• About this task
Please set down every record exactly as it appears below.

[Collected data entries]

━━━━━━━━━━

//! Job domain types

use serde::Serialize;

/// One of the three script stages of a job, in execution order
#[derive(Debug, Clone, Copy, PartialEq, Eq, Serialize)]
#[serde(rename_all = "snake_case")]
pub enum Phase {
    BeforeScript,
    Script,
    AfterScript,
}

impl Phase {
    /// All phases in the order they are concatenated into the script body
    pub const ALL: [Phase; 3] = [Phase::BeforeScript, Phase::Script, Phase::AfterScript];

    /// The field name used in pipeline documents
    pub fn key(self) -> &'static str {
        match self {
            Phase::BeforeScript => "before_script",
            Phase::Script => "script",
            Phase::AfterScript => "after_script",
        }
    }
}

impl std::fmt::Display for Phase {
    fn fmt(&self, f: &mut std::fmt::Formatter<'_>) -> std::fmt::Result {
        f.write_str(self.key())
    }
}

/// A script phase as written in the pipeline: a single string or a list of lines
#[derive(Debug, Clone, PartialEq, Eq, Serialize)]
#[serde(untagged)]
pub enum ScriptPhase {
    Line(String),
    Lines(Vec<String>),
}

impl ScriptPhase {
    /// Returns true if the phase contributes nothing to the script
    pub fn is_empty(&self) -> bool {
        match self {
            ScriptPhase::Line(line) => line.is_empty(),
            ScriptPhase::Lines(lines) => lines.is_empty(),
        }
    }

    /// Lines this phase contributes to the script body
    ///
    /// A single string is used verbatim; list entries are trimmed.
    pub fn lines(&self) -> Vec<&str> {
        match self {
            ScriptPhase::Line(line) => vec![line.as_str()],
            ScriptPhase::Lines(lines) => lines.iter().map(|line| line.trim()).collect(),
        }
    }
}

/// The `variables` field of a job
#[derive(Debug, Clone, Default, PartialEq, Eq)]
pub enum VariableSource {
    /// No `variables` field
    #[default]
    Absent,
    /// `KEY: value` pairs in document order
    Mapping(Vec<(String, String)>),
    /// Ready-made `KEY=VALUE` entries
    List(Vec<String>),
    /// Any other shape; contributes no entries
    Unsupported,
}

/// A job body as declared in the pipeline, before inheritance is applied
#[derive(Debug, Clone, Default, PartialEq, Eq)]
pub struct JobDefinition {
    pub image: Option<String>,
    pub variables: VariableSource,
    pub extends: Option<String>,
    pub before_script: Option<ScriptPhase>,
    pub script: Option<ScriptPhase>,
    pub after_script: Option<ScriptPhase>,
}

impl JobDefinition {
    /// Returns the declared value of a script phase
    pub fn phase(&self, phase: Phase) -> Option<&ScriptPhase> {
        match phase {
            Phase::BeforeScript => self.before_script.as_ref(),
            Phase::Script => self.script.as_ref(),
            Phase::AfterScript => self.after_script.as_ref(),
        }
    }
}

/// A job after its `extends` chain has been merged
///
/// There is no inheritance pointer left on a resolved job.
#[derive(Debug, Clone, PartialEq, Eq, Serialize)]
pub struct ResolvedJob {
    pub name: String,
    pub image: Option<String>,
    pub variables: Vec<String>,
    pub before_script: Option<ScriptPhase>,
    pub script: Option<ScriptPhase>,
    pub after_script: Option<ScriptPhase>,
}

impl ResolvedJob {
    /// Returns the resolved value of a script phase
    pub fn phase(&self, phase: Phase) -> Option<&ScriptPhase> {
        match phase {
            Phase::BeforeScript => self.before_script.as_ref(),
            Phase::Script => self.script.as_ref(),
            Phase::AfterScript => self.after_script.as_ref(),
        }
    }

    pub(crate) fn phase_mut(&mut self, phase: Phase) -> &mut Option<ScriptPhase> {
        match phase {
            Phase::BeforeScript => &mut self.before_script,
            Phase::Script => &mut self.script,
            Phase::AfterScript => &mut self.after_script,
        }
    }

    /// Returns the image to run, failing if the chain never set one
    pub fn require_image(&self) -> Result<&str, crate::ConfigError> {
        match self.image.as_deref() {
            Some(image) if !image.is_empty() => Ok(image),
            _ => Err(crate::ConfigError::MissingImage {
                job: self.name.clone(),
            }),
        }
    }
}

━━━━━━━━━━

• Solution for this exercise
//! Job domain types

use serde::Serialize;

/// One of the three script stages of a job, in execution order
#[derive(Debug, Clone, Copy, PartialEq, Eq, Serialize)]
#[serde(rename_all = "snake_case")]
pub enum Phase {
    BeforeScript,
    Script,
    AfterScript,
}

impl Phase {
    /// All phases in the order they are concatenated into the script body
    pub const ALL: [Phase; 3] = [Phase::BeforeScript, Phase::Script, Phase::AfterScript];

    /// The field name used in pipeline documents
    pub fn key(self) -> &'static str {
        match self {
            Phase::BeforeScript => "before_script",
            Phase::Script => "script",
            Phase::AfterScript => "after_script",
        }
    }
}

impl std::fmt::Display for Phase {
    fn fmt(&self, f: &mut std::fmt::Formatter<'_>) -> std::fmt::Result {
        f.write_str(self.key())
    }
}

/// A script phase as written in the pipeline: a single string or a list of lines
#[derive(Debug, Clone, PartialEq, Eq, Serialize)]
#[serde(untagged)]
pub enum ScriptPhase {
    Line(String),
    Lines(Vec<String>),
}

impl ScriptPhase {
    /// Returns true if the phase contributes nothing to the script
    pub fn is_empty(&self) -> bool {
        match self {
            ScriptPhase::Line(line) => line.is_empty(),
            ScriptPhase::Lines(lines) => lines.is_empty(),
        }
    }

    /// Lines this phase contributes to the script body
    ///
    /// A single string is used verbatim; list entries are trimmed.
    pub fn lines(&self) -> Vec<&str> {
        match self {
            ScriptPhase::Line(line) => vec![line.as_str()],
            ScriptPhase::Lines(lines) => lines.iter().map(|line| line.trim()).collect(),
        }
    }
}

/// The `variables` field of a job
#[derive(Debug, Clone, Default, PartialEq, Eq)]
pub enum VariableSource {
    /// No `variables` field
    #[default]
    Absent,
    /// `KEY: value` pairs in document order
    Mapping(Vec<(String, String)>),
    /// Ready-made `KEY=VALUE` entries
    List(Vec<String>),
    /// Any other shape; contributes no entries
    Unsupported,
}

/// A job body as declared in the pipeline, before inheritance is applied
#[derive(Debug, Clone, Default, PartialEq, Eq)]
pub struct JobDefinition {
    pub image: Option<String>,
    pub variables: VariableSource,
    pub extends: Option<String>,
    pub before_script: Option<ScriptPhase>,
    pub script: Option<ScriptPhase>,
    pub after_script: Option<ScriptPhase>,
}

impl JobDefinition {
    /// Returns the declared value of a script phase
    pub fn phase(&self, phase: Phase) -> Option<&ScriptPhase> {
        match phase {
            Phase::BeforeScript => self.before_script.as_ref(),
            Phase::Script => self.script.as_ref(),
            Phase::AfterScript => self.after_script.as_ref(),
        }
    }
}

/// A job after its `extends` chain has been merged
///
/// There is no inheritance pointer left on a resolved job.
#[derive(Debug, Clone, PartialEq, Eq, Serialize)]
pub struct ResolvedJob {
    pub name: String,
    pub image: Option<String>,
    pub variables: Vec<String>,
    pub before_script: Option<ScriptPhase>,
    pub script: Option<ScriptPhase>,
    pub after_script: Option<ScriptPhase>,
}

impl ResolvedJob {
    /// Returns the resolved value of a script phase
    pub fn phase(&self, phase: Phase) -> Option<&ScriptPhase> {
        match phase {
            Phase::BeforeScript => self.before_script.as_ref(),
            Phase::Script => self.script.as_ref(),
            Phase::AfterScript => self.after_script.as_ref(),
        }
    }

    pub(crate) fn phase_mut(&mut self, phase: Phase) -> &mut Option<ScriptPhase> {
        match phase {
            Phase::BeforeScript => &mut self.before_script,
            Phase::Script => &mut self.script,
            Phase::AfterScript => &mut self.after_script,
        }
    }

    /// Returns the image to run, failing if the chain never set one
    pub fn require_image(&self) -> Result<&str, crate::ConfigError> {
        match self.image.as_deref() {
            Some(image) if !image.is_empty() => Ok(image),
            _ => Err(crate::ConfigError::MissingImage {
                job: self.name.clone(),
            }),
        }
    }
}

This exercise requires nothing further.